**YOUR OBJECTIVE:**
If a line in the data below contains "facility", copy it.

**SUPPLIED DATA:**

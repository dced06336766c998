use chrono::NaiveTime;

/// Occupancy of one slot of one facility on one day.
#[derive(Debug, Clone, Copy, PartialEq, Eq)]
pub struct SlotStatus {
    /// Start time of the slot.
    pub time_of_day: NaiveTime,

    /// Number of hearings already booked in this slot.
    pub load: i64,

    /// Number of hearings the facility can host at once (`room_count`).
    pub capacity: i64,
}

impl SlotStatus {
    pub fn new(time_of_day: NaiveTime, load: i64, capacity: i64) -> Self {
        SlotStatus { time_of_day, load, capacity }
    }

    /// Rooms still free in this slot. An overbooked slot reports `0`, never a
    /// negative number; use [`SlotStatus::is_overbooked`] to detect that case.
    pub fn free_capacity(&self) -> i64 {
        (self.capacity - self.load).max(0)
    }

    pub fn is_available(&self) -> bool {
        self.load < self.capacity
    }

    pub fn is_overbooked(&self) -> bool {
        self.load > self.capacity
    }
}
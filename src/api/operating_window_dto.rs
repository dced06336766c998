use serde::{Deserialize, Serialize};

#[derive(Debug, Deserialize, Clone, Serialize, PartialEq, Eq)]
#[serde(rename_all = "camelCase")]
pub struct OperatingWindowDto {
    pub start_time: String,
    pub end_time: String,
    pub interval_minutes: i64,
}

**ANSWER TO THE EXERCISE:**
/// Occupancy of one slot of one facility on one day.
    /// Number of hearings the facility can host at once (`room_count`).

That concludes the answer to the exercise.